[Stored items]
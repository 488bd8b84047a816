//! Rendering of merged event batches.
//!
//! The engine hands each filtered batch to an [`EventSink`]. [`terminal::TerminalRenderer`]
//! draws them with per-target colors; [`RecordingSink`] keeps them for inspection.

pub mod terminal;
pub mod theme;

use crate::error::Result;
use crate::event::{LogEvent, LogSet};
use parking_lot::Mutex;
use std::sync::Arc;

pub use terminal::TerminalRenderer;
pub use theme::Theme;

/// Consumer of rendered batches
pub trait EventSink: Send {
    /// Called once before the first batch; `log_set` is present when tailing a set
    fn begin(&mut self, _log_set: Option<&LogSet>) -> Result<()> {
        Ok(())
    }

    /// Draw one chronological batch. Never called with an empty batch.
    fn render(&mut self, events: &[LogEvent]) -> Result<()>;

    /// Flush pending output; called on completion and on interrupt
    fn finish(&mut self) -> Result<()> {
        Ok(())
    }
}

/// Everything a [`RecordingSink`] saw
#[derive(Debug, Default, Clone)]
pub struct Recording {
    pub log_set: Option<LogSet>,
    pub batches: Vec<Vec<LogEvent>>,
    pub finished: bool,
}

impl Recording {
    /// Timestamps of every rendered event, in render order
    pub fn timestamps(&self) -> Vec<i64> {
        self.batches
            .iter()
            .flatten()
            .map(|event| event.timestamp)
            .collect()
    }
}

/// Sink that records batches behind a shared handle
#[derive(Debug, Default, Clone)]
pub struct RecordingSink {
    recording: Arc<Mutex<Recording>>,
}

impl RecordingSink {
    pub fn new() -> Self {
        Self::default()
    }

    /// Copy of everything recorded so far
    pub fn snapshot(&self) -> Recording {
        self.recording.lock().clone()
    }
}

impl EventSink for RecordingSink {
    fn begin(&mut self, log_set: Option<&LogSet>) -> Result<()> {
        self.recording.lock().log_set = log_set.cloned();
        Ok(())
    }

    fn render(&mut self, events: &[LogEvent]) -> Result<()> {
        self.recording.lock().batches.push(events.to_vec());
        Ok(())
    }

    fn finish(&mut self) -> Result<()> {
        self.recording.lock().finished = true;
        Ok(())
    }
}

TASK REQUIREMENTS:
Show every line from the entries above in which "RecordingSink" appears.

COMPLETED TASK:
//! draws them with per-target colors; [`RecordingSink`] keeps them for inspection.
/// Everything a [`RecordingSink`] saw
pub struct RecordingSink {
impl RecordingSink {
impl EventSink for RecordingSink {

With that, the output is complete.